PeptiCHIP | Pre-clinical validation and demonstration of PeptiCHIP: an immunopurification microfluidic device and software for (neo)antigen identification and prioritization

Summary
Clinical translation of cancer immunotherapies remains very challenging since 60-80% of patients fail to respond.
The challenge stands in identifying specific tumour-fingerprints – the neoantigens - that are peptides expressed uniquely by cancer cells and that are capable of triggering an efficient immune response against cancer. Currently there is no standard method to identify antigens and the few methods available have significant limitations by being quite long, complicated and resource demanding. In response to this clear technological and market gap, Valo Therapeutics (ValoTx, an immunotherapy development company) is introducing PeptiCHIP, i.e. an innovative microfluidic immunopurification device and a peptide prioritisation algorithm to identify the most relevant (neo)antigens to stimulate the immune system and thus increase the chance of success of the immunotherapy. PeptiCHIP can be adapted and used to identify antigens related to any disease. The Proof of Concept (PoC) was successfully demonstrated at University of Helsinki. The IP was protected and ValoTx has full rights to further develop, exploit, and commercialize PeptiCHIP. This EIC Transition project will allow further technology development, testing, validating, and demonstrating it pre-clinically, generating evidence to convince investors and stakeholders, as well as to prepare an extensive and solid transition-to-market plan (T2MP).
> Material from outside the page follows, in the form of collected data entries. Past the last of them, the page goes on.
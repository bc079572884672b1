//! # Charger Register Protocol
//!
//! `ChargerProtocol` owns the bus transport and implements the request/response
//! exchange with the charger: register reads and writes, status decoding, and
//! the guarded-write sequence used to change charge-curve set-points.
//!
//! ## Guarded writes
//!
//! Curve registers must only be written while the output is off:
//!
//! 1. (restart voltage only) write the restart-enable word, wait the settle delay
//! 2. switch the output off
//! 3. write the register
//! 4. wait the settle delay
//! 5. switch the output back on
//!
//! The transport lock is held for the whole sequence, so no other request can
//! interleave with it. The first failing step aborts the sequence and is named
//! in the returned `ChargerError::GuardedWrite`; in that case the output may be
//! left off and the caller should retry `set_output(true)`.
//!
//! ## Usage
//! ```rust
//! use npb_charger::{ChargerProtocol, MockBus};
//!
//! # #[tokio::main(flavor = "current_thread")]
//! # async fn main() -> Result<(), npb_charger::ChargerError> {
//! let bus = MockBus::new();
//! bus.queue_register_value(0x60, 5350);
//!
//! let charger = ChargerProtocol::with_defaults(bus);
//! assert_eq!(charger.read_register(0x60).await, Some(5350));
//! charger.shutdown().await?;
//! # Ok(())
//! # }
//! ```

use crate::charger::frame::{parse_response, probe_status, BusFrame, RegisterFrame};
use crate::charger::register::{known_settings, OutputState, RegisterCode, ScaledValue};
use crate::charger::status::ChargeStatus;
use crate::charger::transport::BusTransport;
use crate::config::{ChargerConfig, TaperCurrentCheck};
use crate::constants::*;
use crate::error::{ChargerError, GuardedStep};
use log::{debug, error, info, warn};
use serde::Serialize;
use tokio::sync::Mutex;

/// Correction applied to a requested set-point before it was written.
#[derive(Debug, Clone, Copy, PartialEq, Serialize)]
pub enum InputAdjustment {
    /// The request exceeded the device limit and was lowered to it
    Clamped { requested: f64, applied: f64 },
}

/// Outcome of a completed guarded write.
#[derive(Debug, Clone, Copy, PartialEq, Serialize)]
pub struct GuardedWrite {
    pub register: RegisterCode,
    pub raw: u16,
    pub adjustment: Option<InputAdjustment>,
    /// Last output command sent; always `Enabled` for a completed sequence
    pub output: OutputState,
}

impl GuardedWrite {
    pub fn was_clamped(&self) -> bool {
        matches!(self.adjustment, Some(InputAdjustment::Clamped { .. }))
    }

    /// Written value in volts or amperes.
    pub fn value(&self) -> f64 {
        f64::from(self.raw) / SETPOINT_RAW_PER_UNIT
    }
}

/// One entry of `read_known_settings`.
#[derive(Debug, Clone, Copy, PartialEq, Serialize)]
pub struct SettingReading {
    pub name: &'static str,
    pub register: RegisterCode,
    pub value: ScaledValue,
}

/// Scaled register values keyed by register name, in table order.
/// Registers that could not be read are absent.
#[derive(Debug, Clone, Default, PartialEq, Serialize)]
#[serde(transparent)]
pub struct KnownSettings {
    readings: Vec<SettingReading>,
}

impl KnownSettings {
    /// Scaled value for `name`, if it was read.
    pub fn get(&self, name: &str) -> Option<f64> {
        self.get_scaled(name).map(|v| v.value())
    }

    pub fn get_scaled(&self, name: &str) -> Option<ScaledValue> {
        self.readings
            .iter()
            .find(|r| r.name.eq_ignore_ascii_case(name))
            .map(|r| r.value)
    }

    pub fn contains(&self, name: &str) -> bool {
        self.get_scaled(name).is_some()
    }

    pub fn len(&self) -> usize {
        self.readings.len()
    }

    pub fn is_empty(&self) -> bool {
        self.readings.is_empty()
    }

    pub fn iter(&self) -> impl Iterator<Item = &SettingReading> {
        self.readings.iter()
    }
}

/// Which set-point a guarded write targets.
struct Setpoint {
    register: RegisterCode,
    raw: u16,
    adjustment: Option<InputAdjustment>,
    enable_restart: bool,
}

/// Register protocol for one charger on a shared bus.
pub struct ChargerProtocol<T: BusTransport> {
    bus: Mutex<T>,
    config: ChargerConfig,
}

impl<T: BusTransport> ChargerProtocol<T> {
    /// Takes ownership of an open transport.
    pub fn new(transport: T, config: ChargerConfig) -> Self {
        ChargerProtocol {
            bus: Mutex::new(transport),
            config,
        }
    }

    pub fn with_defaults(transport: T) -> Self {
        Self::new(transport, ChargerConfig::default())
    }

    pub fn config(&self) -> &ChargerConfig {
        &self.config
    }

    /// Releases the transport.
    pub async fn shutdown(self) -> Result<(), ChargerError> {
        let mut bus = self.bus.into_inner();
        bus.shutdown().await
    }

    /// Returns the transport without shutting it down.
    pub fn into_transport(self) -> T {
        self.bus.into_inner()
    }

    async fn send_frame(&self, bus: &mut T, frame: RegisterFrame) -> Result<(), ChargerError> {
        let bus_frame = frame.to_bus_frame(self.config.arbitration_id);
        debug!(
            "TX 0x{:05X} [{}]",
            bus_frame.id,
            hex::encode_upper(&bus_frame.data)
        );
        bus.send(&bus_frame).await
    }

    /// One send followed by one bounded receive.
    async fn request(&self, bus: &mut T, code: u8) -> Result<BusFrame, ChargerError> {
        self.send_frame(bus, RegisterFrame::read(code)).await?;
        let response = bus.receive(self.config.receive_timeout()).await?;
        debug!(
            "RX 0x{:05X} [{}]",
            response.id,
            hex::encode_upper(&response.data)
        );
        Ok(response)
    }

    /// Checks that the charger answers on the bus.
    /// Any failure, including a bus error, yields `false`.
    pub async fn probe(&self) -> bool {
        let mut bus = self.bus.lock().await;
        match self.request(&mut bus, REG_OUTPUT_ENABLE).await {
            Ok(response) => match probe_status(&response.data) {
                Some(_) => true,
                None => {
                    debug!("Probe reply not recognised: [{}]", hex::encode_upper(&response.data));
                    false
                }
            },
            Err(e) => {
                debug!("Probe failed: {e}");
                false
            }
        }
    }

    /// Reads a raw register value, reporting why the read failed.
    pub async fn try_read_register(&self, code: u8) -> Result<u16, ChargerError> {
        let mut bus = self.bus.lock().await;
        let response = self.request(&mut bus, code).await?;
        Ok(parse_response(&response.data)?.raw)
    }

    /// Reads a raw register value. `None` on bus error, timeout or a short reply.
    pub async fn read_register(&self, code: u8) -> Option<u16> {
        match self.try_read_register(code).await {
            Ok(raw) => Some(raw),
            Err(e) => {
                warn!("Reading register 0x{code:02X} failed: {e}");
                None
            }
        }
    }

    /// Reads a register and applies its scale. `None` for unscaled registers.
    pub async fn read_scaled(&self, register: RegisterCode) -> Option<ScaledValue> {
        let scale = register.info().scale()?;
        let raw = self.read_register(register.code()).await?;
        Some(ScaledValue::new(raw, scale))
    }

    /// Writes a raw register value. No reply is awaited.
    pub async fn write_register(&self, code: u8, raw: u16) -> Result<(), ChargerError> {
        let mut bus = self.bus.lock().await;
        self.send_frame(&mut bus, RegisterFrame::write(code, raw))
            .await
    }

    /// Switches the charger output on or off.
    pub async fn set_output(&self, enabled: bool) -> Result<OutputState, ChargerError> {
        let state = OutputState::from(enabled);
        self.write_register(REG_OUTPUT_ENABLE, state.raw()).await?;
        debug!("Output {state}");
        Ok(state)
    }

    /// Live output state as reported by the charger.
    pub async fn read_output_state(&self) -> Option<OutputState> {
        self.read_register(REG_OUTPUT_ENABLE)
            .await
            .map(OutputState::from_raw)
    }

    pub async fn read_status(&self) -> Option<ChargeStatus> {
        self.read_register(REG_CHG_STATUS)
            .await
            .map(ChargeStatus::from_raw)
    }

    /// Reads every scaled register in the table. Failed reads are left out.
    pub async fn read_known_settings(&self) -> KnownSettings {
        let mut readings = Vec::new();
        for info in known_settings() {
            if let Some(value) = self.read_scaled(info.code).await {
                readings.push(SettingReading {
                    name: info.name,
                    register: info.code,
                    value,
                });
            }
        }
        KnownSettings { readings }
    }

    /// Sets the absorption (constant-voltage) charge voltage.
    pub async fn set_absorption_voltage(&self, volts: f64) -> Result<GuardedWrite, ChargerError> {
        let (raw, adjustment) = self.voltage_setpoint("absorption voltage", volts)?;
        self.guarded_write(Setpoint {
            register: RegisterCode::CurveCv,
            raw,
            adjustment,
            enable_restart: false,
        })
        .await
    }

    /// Sets the float charge voltage.
    pub async fn set_float_voltage(&self, volts: f64) -> Result<GuardedWrite, ChargerError> {
        let (raw, adjustment) = self.voltage_setpoint("float voltage", volts)?;
        self.guarded_write(Setpoint {
            register: RegisterCode::CurveFv,
            raw,
            adjustment,
            enable_restart: false,
        })
        .await
    }

    /// Enables charge restart and sets the battery voltage that triggers it.
    pub async fn set_restart_voltage(&self, volts: f64) -> Result<GuardedWrite, ChargerError> {
        let (raw, adjustment) = self.voltage_setpoint("restart voltage", volts)?;
        self.guarded_write(Setpoint {
            register: RegisterCode::ChgRstVbat,
            raw,
            adjustment,
            enable_restart: true,
        })
        .await
    }

    /// Sets the taper current at which the charger leaves constant-voltage mode.
    pub async fn set_taper_current(&self, amps: f64) -> Result<GuardedWrite, ChargerError> {
        let raw = self.taper_setpoint(amps)?;
        self.guarded_write(Setpoint {
            register: RegisterCode::CurveTc,
            raw,
            adjustment: None,
            enable_restart: false,
        })
        .await
    }

    fn voltage_setpoint(
        &self,
        quantity: &'static str,
        volts: f64,
    ) -> Result<(u16, Option<InputAdjustment>), ChargerError> {
        let max = self.config.limits.charge_voltage_ceiling();
        if !volts.is_finite() || volts < 0.0 {
            return Err(ChargerError::OutOfRange {
                quantity,
                value: volts,
                min: 0.0,
                max,
            });
        }
        if volts > max {
            warn!("Won't set {quantity} higher than {max:.2} V, using {max:.2} V instead of {volts} V");
            return Ok((
                to_raw(quantity, max)?,
                Some(InputAdjustment::Clamped {
                    requested: volts,
                    applied: max,
                }),
            ));
        }
        Ok((to_raw(quantity, volts)?, None))
    }

    fn taper_setpoint(&self, amps: f64) -> Result<u16, ChargerError> {
        let (min_taper, max_taper) = self.config.limits.taper_current_range();
        let out_of_range = |min: f64, max: f64| ChargerError::OutOfRange {
            quantity: "taper current",
            value: amps,
            min,
            max,
        };

        match self.config.taper_check {
            TaperCurrentCheck::Enforced => {
                if !(amps >= min_taper && amps <= max_taper) {
                    warn!("Won't set taper current outside [{min_taper}, {max_taper}] A. No change!");
                    return Err(out_of_range(min_taper, max_taper));
                }
            }
            TaperCurrentCheck::Legacy => {
                // Only values that cannot be encoded at all are refused.
                let max_encodable = f64::from(u16::MAX) / SETPOINT_RAW_PER_UNIT;
                if !(amps >= 0.0 && amps <= max_encodable) {
                    return Err(out_of_range(0.0, max_encodable));
                }
            }
        }
        to_raw("taper current", amps)
    }

    async fn guarded_write(&self, setpoint: Setpoint) -> Result<GuardedWrite, ChargerError> {
        let settle = self.config.settle_delay();
        let mut bus = self.bus.lock().await;
        let mut last_output = None;

        if setpoint.enable_restart {
            self.send_frame(
                &mut bus,
                RegisterFrame::write(REG_RESTART_ENABLE, RESTART_ENABLE_WORD),
            )
            .await
            .map_err(|e| step_failed(GuardedStep::EnableRestart, last_output, e))?;
            tokio::time::sleep(settle).await;
        }

        self.send_frame(
            &mut bus,
            RegisterFrame::write(REG_OUTPUT_ENABLE, OutputState::Disabled.raw()),
        )
        .await
        .map_err(|e| step_failed(GuardedStep::DisableOutput, last_output, e))?;
        last_output = Some(OutputState::Disabled);

        self.send_frame(
            &mut bus,
            RegisterFrame::write(setpoint.register.code(), setpoint.raw),
        )
        .await
        .map_err(|e| step_failed(GuardedStep::WriteRegister, last_output, e))?;

        tokio::time::sleep(settle).await;

        self.send_frame(
            &mut bus,
            RegisterFrame::write(REG_OUTPUT_ENABLE, OutputState::Enabled.raw()),
        )
        .await
        .map_err(|e| step_failed(GuardedStep::EnableOutput, last_output, e))?;

        info!(
            "Set {} to {:.2} (raw {})",
            setpoint.register,
            f64::from(setpoint.raw) / SETPOINT_RAW_PER_UNIT,
            setpoint.raw
        );

        Ok(GuardedWrite {
            register: setpoint.register,
            raw: setpoint.raw,
            adjustment: setpoint.adjustment,
            output: OutputState::Enabled,
        })
    }
}

/// Converts volts/amperes to register units, refusing anything a u16 cannot hold.
fn to_raw(quantity: &'static str, value: f64) -> Result<u16, ChargerError> {
    let scaled = (value * SETPOINT_RAW_PER_UNIT).round();
    if !(scaled >= 0.0 && scaled <= f64::from(u16::MAX)) {
        return Err(ChargerError::OutOfRange {
            quantity,
            value,
            min: 0.0,
            max: f64::from(u16::MAX) / SETPOINT_RAW_PER_UNIT,
        });
    }
    Ok(scaled as u16)
}

fn step_failed(
    step: GuardedStep,
    last_output: Option<OutputState>,
    source: ChargerError,
) -> ChargerError {
    error!("Guarded write stopped at '{step}': {source}");
    ChargerError::GuardedWrite {
        step,
        last_output,
        source: Box::new(source),
    }
}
By being accurate, fast, low-cost, easy to use and working with very small amounts of samples, PeptiCHIP will have great impact in: 1) Research: for discovery & new therapies development since identification of antigens allows the understanding of diseases & immune response mechanisms; 2) Industry: for therapy development & translation into clinical use since the antigens identification & prioritization is a critical step to produce therapies tailored for each patient to ensure responsiveness; 3) Clinic: for patient assessment & immunotherapy tailoring.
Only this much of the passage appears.